Da der Plastikverbrauch erwartet von 2050 zu verdoppeln, die Herausforderungen und das Ausmaß der Plastik Recycling wird unweigerlich steigen. Dies ist ein entscheidender Faktor, der bei der Entwicklung neuer Materialien und Produkte berücksichtigt werden muss.

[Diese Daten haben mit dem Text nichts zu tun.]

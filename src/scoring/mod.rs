//! Ensemble regression scoring: training with hyperparameter search and
//! cross-validation, evaluation, and persisted model state.

mod forest;
mod scaler;
mod search;
mod selection;

use std::collections::BTreeMap;
use std::fs::{self, File};
use std::path::{Path, PathBuf};

use ndarray::{Array1, Array2, Axis};
use serde::{Deserialize, Serialize};
use tracing::info;

pub use forest::{ForestParams, RandomForestRegressor};
pub use scaler::StandardScaler;
pub use selection::RfeSelector;

use crate::error::{Error, Result};
use crate::types::ScoringParams;

/// Seed shared by every stochastic step so re-training reproduces itself
const SEED: u64 = 42;

/// Summary returned by [`ScoringModel::train`].
#[derive(Debug, Clone, Serialize)]
pub struct TrainingReport {
    pub best_params: ForestParams,
    pub cv_mae: f64,
    pub cv_mae_std: f64,
    pub feature_importance: BTreeMap<String, f64>,
}

/// Summary returned by [`ScoringModel::evaluate`].
#[derive(Debug, Clone, Serialize)]
pub struct EvaluationReport {
    pub mae: f64,
    pub r2: f64,
    /// mean(predictions - ground truth)
    pub bias: f64,
    pub predictions: Vec<f64>,
    pub ground_truth: Vec<f64>,
}

#[derive(Debug, Serialize, Deserialize)]
struct TrainedBlob {
    forest: RandomForestRegressor,
    scaler: StandardScaler,
    selector: Option<RfeSelector>,
}

#[derive(Debug, Serialize, Deserialize)]
struct ModelMetadata {
    params: ScoringParams,
    feature_names: Vec<String>,
    selected_features: Option<Vec<String>>,
    trained: bool,
}

#[derive(Debug)]
struct TrainedState {
    forest: RandomForestRegressor,
    scaler: StandardScaler,
    selector: Option<RfeSelector>,
    feature_names: Vec<String>,
    selected_features: Option<Vec<String>>,
}

impl TrainedState {
    fn prepare(&self, x: &Array2<f64>) -> Array2<f64> {
        let scaled = self.scaler.transform(x);
        match &self.selector {
            Some(selector) => selector.transform(&scaled),
            None => scaled,
        }
    }

    fn importance_names(&self) -> &[String] {
        self.selected_features
            .as_deref()
            .unwrap_or(&self.feature_names)
    }
}

/// Random-forest pronunciation scoring model.
///
/// Starts untrained; [`train`](Self::train) fits the scaling transform, the
/// optional feature selector, and the ensemble, replacing published state
/// only once the whole fit succeeds. Re-training overwrites trained state in
/// place.
#[derive(Debug)]
pub struct ScoringModel {
    params: ScoringParams,
    state: Option<TrainedState>,
}

impl ScoringModel {
    pub fn new(params: ScoringParams) -> Result<Self> {
        params.validate()?;
        Ok(Self {
            params,
            state: None,
        })
    }

    pub fn is_trained(&self) -> bool {
        self.state.is_some()
    }

    /// Fit scaler, optional RFE selector, grid-searched forest. Returns the
    /// best hyperparameters, cross-validated MAE, and feature importances.
    pub fn train(
        &mut self,
        x: &Array2<f64>,
        y: &Array1<f64>,
        feature_names: Option<&[String]>,
        cv_folds: usize,
    ) -> Result<TrainingReport> {
        let n_rows = x.len_of(Axis(0));
        let n_features = x.len_of(Axis(1));
        if n_rows == 0 || n_features == 0 {
            return Err(Error::configuration(
                "x",
                format!("training matrix is {}x{}", n_rows, n_features),
            ));
        }
        if n_rows != y.len() {
            return Err(Error::configuration(
                "y",
                format!("{} labels for {} rows", y.len(), n_rows),
            ));
        }

        let feature_names: Vec<String> = match feature_names {
            Some(names) => {
                if names.len() != n_features {
                    return Err(Error::configuration(
                        "feature_names",
                        format!("{} names for {} features", names.len(), n_features),
                    ));
                }
                names.to_vec()
            }
            None => (0..n_features).map(|i| format!("feature_{}", i)).collect(),
        };

        let scaler = StandardScaler::fit(x);
        let mut prepared = scaler.transform(x);

        let (selector, selected_features) = if self.params.feature_selection {
            let target = self
                .params
                .n_features_to_select
                .unwrap_or_else(|| (n_features / 3).max(3));
            let selector = RfeSelector::fit(&prepared, y, target, SEED);
            let selected: Vec<String> = feature_names
                .iter()
                .zip(selector.support().iter())
                .filter_map(|(name, keep)| keep.then(|| name.clone()))
                .collect();
            prepared = selector.transform(&prepared);
            (Some(selector), Some(selected))
        } else {
            (None, None)
        };

        let (best_params, cv_score) = search::grid_search(&prepared, y, cv_folds, SEED);
        info!(
            n_estimators = best_params.n_estimators,
            max_depth = ?best_params.max_depth,
            min_samples_split = best_params.min_samples_split,
            cv_mae = cv_score.mean_mae,
            "grid search complete; refitting best configuration"
        );
        let forest = RandomForestRegressor::fit(&prepared, y, best_params, SEED);

        let state = TrainedState {
            forest,
            scaler,
            selector,
            feature_names,
            selected_features,
        };
        let feature_importance = importance_map(&state);
        // atomic replace-on-success: nothing above touched self
        self.state = Some(state);

        Ok(TrainingReport {
            best_params,
            cv_mae: cv_score.mean_mae,
            cv_mae_std: cv_score.std_mae,
            feature_importance,
        })
    }

    pub fn predict(&self, x: &Array2<f64>) -> Result<Array1<f64>> {
        let state = self.state.as_ref().ok_or(Error::NotTrained {
            operation: "predict",
        })?;
        Ok(state.forest.predict(&state.prepare(x)))
    }

    pub fn evaluate(&self, x: &Array2<f64>, y_true: &Array1<f64>) -> Result<EvaluationReport> {
        let predictions = self.predict(x)?;
        Ok(regression_metrics(&predictions, y_true))
    }

    /// Importance per surviving feature name; positional names are used when
    /// none were supplied at training time.
    pub fn get_feature_importance(&self) -> Result<BTreeMap<String, f64>> {
        let state = self.state.as_ref().ok_or(Error::NotTrained {
            operation: "get_feature_importance",
        })?;
        Ok(importance_map(state))
    }

    /// Persist the fitted estimator stack as one opaque blob plus a
    /// human-readable metadata record.
    pub fn save(&self, dir: &Path, name: &str) -> Result<()> {
        let state = self.state.as_ref().ok_or(Error::NotTrained {
            operation: "save",
        })?;
        fs::create_dir_all(dir).map_err(|err| Error::persistence(dir, err))?;

        let blob_path = blob_path(dir, name);
        let blob = TrainedBlob {
            forest: state.forest.clone(),
            scaler: state.scaler.clone(),
            selector: state.selector.clone(),
        };
        write_json(&blob_path, &blob)?;

        let meta_path = meta_path(dir, name);
        let metadata = ModelMetadata {
            params: self.params.clone(),
            feature_names: state.feature_names.clone(),
            selected_features: state.selected_features.clone(),
            trained: true,
        };
        write_json(&meta_path, &metadata)?;
        info!(blob = %blob_path.display(), "model saved");
        Ok(())
    }

    /// Reconstruct a model whose predictions match the saved instance.
    pub fn load(dir: &Path, name: &str) -> Result<Self> {
        let blob_path = blob_path(dir, name);
        let meta_path = meta_path(dir, name);
        for path in [&blob_path, &meta_path] {
            if !path.exists() {
                return Err(Error::ModelNotFound { path: path.clone() });
            }
        }

        let metadata: ModelMetadata = read_json(&meta_path)?;
        let mut model = ScoringModel::new(metadata.params)?;
        if metadata.trained {
            let blob: TrainedBlob = read_json(&blob_path)?;
            model.state = Some(TrainedState {
                forest: blob.forest,
                scaler: blob.scaler,
                selector: blob.selector,
                feature_names: metadata.feature_names,
                selected_features: metadata.selected_features,
            });
        }
        Ok(model)
    }
}

fn importance_map(state: &TrainedState) -> BTreeMap<String, f64> {
    state
        .importance_names()
        .iter()
        .cloned()
        .zip(state.forest.feature_importances().iter().copied())
        .collect()
}

/// MAE, r², and bias for a prediction vector against ground truth.
///
/// r² is 1 when a zero-variance target is predicted exactly, 0 otherwise.
pub fn regression_metrics(predictions: &Array1<f64>, y_true: &Array1<f64>) -> EvaluationReport {
    let n = y_true.len().max(1) as f64;
    let mae = predictions
        .iter()
        .zip(y_true.iter())
        .map(|(p, t)| (p - t).abs())
        .sum::<f64>()
        / n;
    let bias = predictions
        .iter()
        .zip(y_true.iter())
        .map(|(p, t)| p - t)
        .sum::<f64>()
        / n;

    let mean_true = y_true.sum() / n;
    let ss_res: f64 = predictions
        .iter()
        .zip(y_true.iter())
        .map(|(p, t)| (t - p).powi(2))
        .sum();
    let ss_tot: f64 = y_true.iter().map(|t| (t - mean_true).powi(2)).sum();
    let r2 = if ss_tot == 0.0 {
        if ss_res == 0.0 {
            1.0
        } else {
            0.0
        }
    } else {
        1.0 - ss_res / ss_tot
    };

    EvaluationReport {
        mae,
        r2,
        bias,
        predictions: predictions.to_vec(),
        ground_truth: y_true.to_vec(),
    }
}

fn blob_path(dir: &Path, name: &str) -> PathBuf {
    dir.join(format!("{}.model.json", name))
}

fn meta_path(dir: &Path, name: &str) -> PathBuf {
    dir.join(format!("{}_meta.json", name))
}

fn write_json<T: Serialize>(path: &Path, value: &T) -> Result<()> {
    let file = File::create(path).map_err(|err| Error::persistence(path, err))?;
    serde_json::to_writer(file, value).map_err(|err| Error::persistence(path, err))
}

fn read_json<T: for<'de> Deserialize<'de>>(path: &Path) -> Result<T> {
    let file = File::open(path).map_err(|err| Error::persistence(path, err))?;
    serde_json::from_reader(file).map_err(|err| Error::persistence(path, err))
}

Obwohl die Wissenschaftler noch an der Beantwortung wichtiger Fragen zu diesen Polymeren arbeiten, glauben sie, dass diese Forschung ein positiver Schritt zur Herstellung umweltfreundlicherer Kunststoffe.

Durch die Entwicklung kunststoffähnlicher Materialien, die die gleichen Eigenschaften wie die weltweit verwendeten Kunststoffe aufweisen. Nun wollen sie neue Kunststoffzusammensetzungen entwickeln, die bisher nicht möglich waren. Obwohl wir bereits zahlreiche positive Maßnahmen erlebt haben, ist es offensichtlich, dass wir gemeinsam danach streben müssen, noch besser zu werden und den Klimawandel effektiv einzudämmen. Plastikverschmutzung direkt von seinen Wurzeln an.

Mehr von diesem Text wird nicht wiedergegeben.